The workers opened the gates and began to march down the street with their signs and their chants. As she watched them parade by, she noticed one of the workers grab his upper arm, spin about, and collapse on the ground. Almost immediately, another worker seemed to fall back and down. Another grabbed his shoulder and hit the ground. It suddenly, and horrifyingly occurred to Joanna that these workers were being shot as they marched through the streets. Panic ensued, and all hell broke loose with tanks, helicopters, and the crack of gunfire.

Joanna’s desire was to get down to the street and help these wounded men immediately! As she ran down the stairs, she noticed one floor where their were helmeted figures crouched at a window. It was the Zomo: snipers who were picking the workers off one by one. This was why the electricity didn’t work! The Zomo were hiding in the darkened building where they had the greatest vantage point to the shipyard gates and streets. They were using Joanna’s building to ambush the unarmed men.

Not much is written about the ensuing massacre, but Joanna tells about how the taxi drivers served as ambulances that day, and crammed in as many of the wounded as possible and drove as fast as possible to all the nearby hospitals. They hurried as fast as they could all the while the smell and stickiness of blood filled up their cabs.

I have been to the Monument in Gdansk at the shipyard, and have seen the embedded broken bottles, sticks and stones that the workers fought back the tanks, automatic weapon fire, and helicopters with. I have seen the brass marker at the shipyard where a worker was crushed by a tank against the iron gate. I have seen the photos of the dead man on the door being marched through town as a martyr. I have a copy of a tape recording of the massacre as it unfolded that day.

The recorded sounds of the massacre are worse than pictures, because it is an additional sensation of almost being there. While there was a man who secretly filmed the massacre, another friend of Joanna’s had taped the sound, and she gave me a copy. It seems that the battle (one-sided massacre) lasted forever. You can hear the people scurrying away in the streets. You can hear the engines of the tanks as they roll by. You can hear the helicopters overhead punctuated by gunfire. But even worse, you can hear the whistle from the shipyard warning people to stay away from this place of death. It lasts for about 5 minutes until the man who is holding the whistle is shot, and the shrill sound abruptly stops. The massacre spread from Gdansk through Sopot and to Gdynia. It was massive and total.

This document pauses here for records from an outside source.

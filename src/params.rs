use crate::distance::DistanceMetric;

// Defaults for parameters
const MIN_SIZE_DEFAULT: usize = 50;
const DISTANCE_METRIC_DEFAULT: DistanceMetric = DistanceMetric::Euclidean;

// Valid minimums/left bounds of parameters
const MIN_SIZE_MINIMUM: usize = 1;

/// A wrapper around the parameters used in small-region merging.
/// Only use if you want to tune parameters. Otherwise use
/// `SmallRegionMerger::default_params()` to instantiate the merger with
/// default parameters.
#[derive(Debug, Clone, PartialEq)]
pub struct MergeParams {
    pub(crate) min_size: usize,
    pub(crate) dist_metric: DistanceMetric,
}

/// Builder object to set custom merge parameters.
pub struct MergeParamsBuilder {
    min_size: Option<usize>,
    dist_metric: Option<DistanceMetric>,
}

impl MergeParams {
    pub(crate) fn default() -> Self {
        Self::builder().build()
    }

    /// Enters the builder pattern, allowing custom parameters to be set using
    /// various setter methods.
    ///
    /// # Returns
    /// * the merge parameter configuration builder
    pub fn builder() -> MergeParamsBuilder {
        MergeParamsBuilder {
            min_size: None,
            dist_metric: None,
        }
    }
}

impl MergeParamsBuilder {
    /// Sets the minimum region size - the population every region of the
    /// output labelling should reach. The merger runs one pass per size
    /// threshold from 1 up to (but excluding) this value, so a min_size of 1
    /// performs no merging at all. This should be considered the main
    /// parameter for changing the results of merging.
    /// Defaults to 50.
    ///
    /// # Parameters
    /// * min_size - the target minimum region population
    ///
    /// # Returns
    /// * the merge parameter configuration builder
    pub fn min_size(mut self, min_size: usize) -> MergeParamsBuilder {
        let valid_min_size =
            MergeParamsBuilder::validate_input_left_bound(min_size, MIN_SIZE_MINIMUM, "min_size");
        self.min_size = Some(valid_min_size);
        self
    }

    /// Sets the distance metric. The merger uses this metric to compare the
    /// mean feature vectors of a small region and its neighbours when
    /// selecting the closest one. Defaults to Euclidean. Options are defined
    /// by the DistanceMetric enum.
    ///
    /// # Parameters
    /// * dist_metric - the distance metric
    ///
    /// # Returns
    /// * the merge parameter configuration builder
    pub fn dist_metric(mut self, dist_metric: DistanceMetric) -> MergeParamsBuilder {
        self.dist_metric = Some(dist_metric);
        self
    }

    /// Finishes the building of the merge parameter configuration. A call to
    /// this method is required to exit the builder pattern and complete the
    /// construction of the parameters.
    ///
    /// # Returns
    /// * The completed merge parameter configuration.
    pub fn build(self) -> MergeParams {
        MergeParams {
            min_size: self.min_size.unwrap_or(MIN_SIZE_DEFAULT),
            dist_metric: self.dist_metric.unwrap_or(DISTANCE_METRIC_DEFAULT),
        }
    }

    fn validate_input_left_bound(input_param: usize, left_bound: usize, param: &str) -> usize {
        if input_param < left_bound {
            println!(
                "REGION_MERGING_WARNING: {param} ({input_param}) cannot be lower \
                than {left_bound}. Set to {left_bound}."
            );
            left_bound
        } else {
            input_param
        }
    }
}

Joanna recalled that after the massacre, all the families of anyone slain (including the families of a 3-year old girl, and a pregnant woman who was caught in the cross-fire), were rounded up in the middle of the night and shipped off to Siberia, never to be heard from again. I know this sounds like a scene from “Dr. Zivago,” but it’s exactly what happened. The official government word on the 1970 strike/massacre was that it never happened. Getting rid of all evidence was extremely important to the government, and deporting the families of the fallen was expedient in order to defend the lie that it never happened. The remaining people were not allowed to ever speak of it for fear of being deported to Siberia, or jailed, or admitted to a mental hospital. Instead, these people who witnessed it kept the horror deep in their hearts where it grew and swelled until it could no longer be contained. It was the beginning of Solidarity.

Joanna subsequently quit her job with the government, and opened a pottery shop, which she used as a front for the Gdansk Information Agency – a communications network for Solidarity. Then when the Monument was erected to the slain workers of 1970 (written 19t0), Joanna put together an exhibit of all the artifacts, art, and stories from the massacre for the people of Gdansk, Sopot, and Gdynia to come and pay homage to and remember those who were mowed down by powerful weapons of war.

Of course, I am re-telling this story in a very short form, but I want to illustrate the consequences of a subject that I had not only taken for granted, but had never really cared much about. Oh, I had thought a little about it when President Reagan was shot, but I had not analyzed the meaning of it until I went to the shipyard in Gdansk that cold, windy March day in 1990: Gun control and the Second Amendment.